WHAT TO PRODUCE: Looking at the listing below, retype exactly the lines starting at the one containing "use thiserror::Error;" and ending at the one containing "table's declared bounds.", both included, and nothing else.
────────────────
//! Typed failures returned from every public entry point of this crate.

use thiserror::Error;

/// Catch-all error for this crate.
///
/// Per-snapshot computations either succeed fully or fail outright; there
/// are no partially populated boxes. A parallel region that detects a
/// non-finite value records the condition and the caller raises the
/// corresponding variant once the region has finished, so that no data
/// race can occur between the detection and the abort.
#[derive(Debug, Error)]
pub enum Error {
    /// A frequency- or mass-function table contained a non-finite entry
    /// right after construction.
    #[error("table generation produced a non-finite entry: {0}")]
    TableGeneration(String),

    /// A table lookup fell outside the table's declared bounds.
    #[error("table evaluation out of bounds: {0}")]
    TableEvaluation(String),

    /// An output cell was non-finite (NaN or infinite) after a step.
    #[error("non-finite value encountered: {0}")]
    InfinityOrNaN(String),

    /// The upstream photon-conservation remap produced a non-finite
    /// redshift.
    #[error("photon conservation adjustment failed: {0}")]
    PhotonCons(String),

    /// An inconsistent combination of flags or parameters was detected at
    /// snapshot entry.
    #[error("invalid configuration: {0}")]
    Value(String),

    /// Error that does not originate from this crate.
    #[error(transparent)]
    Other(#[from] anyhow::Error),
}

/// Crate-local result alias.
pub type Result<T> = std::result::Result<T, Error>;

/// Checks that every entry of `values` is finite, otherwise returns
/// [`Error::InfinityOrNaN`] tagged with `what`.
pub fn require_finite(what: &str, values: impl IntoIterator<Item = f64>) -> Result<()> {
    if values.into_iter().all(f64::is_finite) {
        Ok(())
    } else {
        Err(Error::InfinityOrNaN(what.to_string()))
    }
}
────────────────
TASK RESULT:
use thiserror::Error;

/// Catch-all error for this crate.
///
/// Per-snapshot computations either succeed fully or fail outright; there
/// are no partially populated boxes. A parallel region that detects a
/// non-finite value records the condition and the caller raises the
/// corresponding variant once the region has finished, so that no data
/// race can occur between the detection and the abort.
#[derive(Debug, Error)]
pub enum Error {
    /// A frequency- or mass-function table contained a non-finite entry
    /// right after construction.
    #[error("table generation produced a non-finite entry: {0}")]
    TableGeneration(String),

    /// A table lookup fell outside the table's declared bounds.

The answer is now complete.